Apr 14, 2021

Gratte Brothers: Mechanical & Electrical precision

Ark Data Centres
Gratte Brothers
Bizclik Editor
3 min
Gratte Brothers: Mechanical & Electrical precision
Enabling modular and sustainable data centre solutions with resilient engineering...

Gratte Brothers is a third-generation family business, established in 1946 that has been offering M&E solutions for over 35 years; its first data centre project dates back to 1995. During the last six years, the company has consistently delivered 30 megawatts of IT power to the mission critical construction market every year.

Resilient

“We offer specialist knowledge when it comes to resilient engineering services” assures Gratte’s Engineering Director, Remi Suzan. “We've worked with DC supply chains for decades, and have good relationships with our manufacturers and specialist subcontractors. Our contract engineers, site managers, and in-house commissioning teams don't just understand how they work, but ‘why’ they need to work that way, and they bring that deep knowledge to every project.”

Modular

Modular

Gratte Brothers has worked with Ark for over a decade; an integral part of its partner ecosystem developing modular DC solutions with low energy consumption at their core. “ Together with  Ark’s other partner contractors, we worked on developing a modular energy centre that could be associated with the prefabricated data centres that could then be deployed either as a single unit or as multiple units, depending on what Ark needed at the time,” confirms Suzan. “The energy centres containing the UPSs and LV panels were all provided with a cooling system designed on external fresh air. It was calculated that for 98% of the year it could operate without mechanical cooling which was only required in exceptional circumstances at high-peak summer periods.”

Sustainable

“Ark are way ahead of the game when it comes to sustainability,” reckons Suzan. “Their approach is more than just a green message on their website; they really mean it.” Looking to the future, Gratte is exploring the potential for gas turbine generators and hydrogen power systems (HPS) and is fully behind the increased industry focus on supporting net zero strategies. “Back in the 90s, the idea of a green data centre was almost laughable.

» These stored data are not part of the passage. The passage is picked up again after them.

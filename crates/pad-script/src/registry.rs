//! Command registry
//!
//! A table from command name to [`CommandSpec`], built once before any run.
//! Each spec carries the required argument keys checked at load, the
//! handler, and metadata for listings and the code exporter.

use std::fmt;
use std::sync::Arc;

use indexmap::IndexMap;
use pad_core::Command;
use pad_output::Capability;
use tracing::debug;

use crate::context::ExecutionContext;
use crate::error::ScriptResult;

/// Where execution continues after a command
#[derive(Debug, Clone, Copy, PartialEq, Eq)]
pub enum Flow {
    /// The next command (`ip + 1`)
    Next,
    /// An explicit instruction pointer
    Jump(usize),
}

/// The single invoke contract every command implements
pub trait CommandHandler: Send + Sync {
    fn invoke(&self, ctx: &mut ExecutionContext, cmd: &Command) -> ScriptResult<Flow>;
}

impl<F> CommandHandler for F
where
    F: Fn(&mut ExecutionContext, &Command) -> ScriptResult<Flow> + Send + Sync,
{
    fn invoke(&self, ctx: &mut ExecutionContext, cmd: &Command) -> ScriptResult<Flow> {
        self(ctx, cmd)
    }
}

/// Listing groups
#[derive(Debug, Clone, Copy, PartialEq, Eq, PartialOrd, Ord, Hash)]
pub enum CommandGroup {
    Meta,
    Timing,
    Controller,
    Control,
    Variables,
    Image,
    External,
}

impl fmt::Display for CommandGroup {
    fn fmt(&self, f: &mut fmt::Formatter<'_>) -> fmt::Result {
        f.write_str(match self {
            CommandGroup::Meta => "Meta",
            CommandGroup::Timing => "Timing",
            CommandGroup::Controller => "Controller",
            CommandGroup::Control => "Control",
            CommandGroup::Variables => "Variables",
            CommandGroup::Image => "Image",
            CommandGroup::External => "External",
        })
    }
}

/// Registry entry for one command
#[derive(Clone)]
pub struct CommandSpec {
    /// Command name as written in scripts
    pub name: &'static str,
    /// Keys that must be present on every use
    pub required_keys: &'static [&'static str],
    /// Backend feature the command needs, if any
    pub capability: Option<Capability>,
    /// Whether the code exporter can translate this command
    pub exportable: bool,
    pub group: CommandGroup,
    /// One-line description
    pub doc: &'static str,
    handler: Arc<dyn CommandHandler>,
}

impl CommandSpec {
    pub fn new(
        name: &'static str,
        group: CommandGroup,
        required_keys: &'static [&'static str],
        handler: impl CommandHandler + 'static,
    ) -> Self {
        Self {
            name,
            required_keys,
            capability: None,
            exportable: true,
            group,
            doc: "",
            handler: Arc::new(handler),
        }
    }

    pub fn doc(mut self, doc: &'static str) -> Self {
        self.doc = doc;
        self
    }

    pub fn requires(mut self, capability: Capability) -> Self {
        self.capability = Some(capability);
        self
    }

    pub fn not_exportable(mut self) -> Self {
        self.exportable = false;
        self
    }

    pub fn invoke(&self, ctx: &mut ExecutionContext, cmd: &Command) -> ScriptResult<Flow> {
        self.handler.invoke(ctx, cmd)
    }
}

impl fmt::Debug for CommandSpec {
    fn fmt(&self, f: &mut fmt::Formatter<'_>) -> fmt::Result {
        f.debug_struct("CommandSpec")
            .field("name", &self.name)
            .field("required_keys", &self.required_keys)
            .field("capability", &self.capability)
            .field("exportable", &self.exportable)
            .field("group", &self.group)
            .finish_non_exhaustive()
    }
}

/// Name → spec table
#[derive(Debug, Clone, Default)]
pub struct CommandRegistry {
    specs: IndexMap<&'static str, CommandSpec>,
}

impl CommandRegistry {
    /// An empty registry
    pub fn new() -> Self {
        Self::default()
    }

    /// Registry with every built-in command
    pub fn with_builtins() -> Self {
        let mut registry = Self::new();
        crate::handlers::register_builtins(&mut registry);
        registry
    }

    /// Add or replace a command
    pub fn register(&mut self, spec: CommandSpec) {
        debug!(command = spec.name, group = %spec.group, "Registering command");
        self.specs.insert(spec.name, spec);
    }

    pub fn get(&self, name: &str) -> Option<&CommandSpec> {
        self.specs.get(name)
    }

    pub fn contains(&self, name: &str) -> bool {
        self.specs.contains_key(name)
    }

    /// Specs in registration order
    pub fn iter(&self) -> impl Iterator<Item = &CommandSpec> {
        self.specs.values()
    }

    /// Specs grouped for display, registration order within each group
    pub fn grouped(&self) -> Vec<(CommandGroup, Vec<&CommandSpec>)> {
        let mut groups: IndexMap<CommandGroup, Vec<&CommandSpec>> = IndexMap::new();
        for spec in self.specs.values() {
            groups.entry(spec.group).or_default().push(spec);
        }
        groups.sort_keys();
        groups.into_iter().collect()
    }

    pub fn len(&self) -> usize {
        self.specs.len()
    }

    pub fn is_empty(&self) -> bool {
        self.specs.is_empty()
    }
}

They were built purely with speed to market in mind and about as green as a bucket of napalm. Now that we can use adiabatic fresh air cooling systems for IT equipment with heat recovery in all of our air solutions allied with the use of photovoltaic panels and LED lighting, energy efficiency has greatly improved.”

Testimonial

“Gratte Brothers, along with JCA, are our preferred mechanical and electrical engineering partners helping us develop improved energy centre solutions. We were also keen to modularise this process so our partners came up with a unique solution which not only utilises the data centre cooling to cool the energy centre, but also allows Ark to build the energy centre off site - improving health and safety while reducing material waste and cost. Though competitors in the market, Gratte Brothers and JCA are both family-run businesses that integrate well with Ark. They’re really adaptable and always looking to innovate. When we need to ensure speed to market, and in times of crisis like we’ve experienced during the pandemic, we rely on these partnerships to deliver safely to our customers.”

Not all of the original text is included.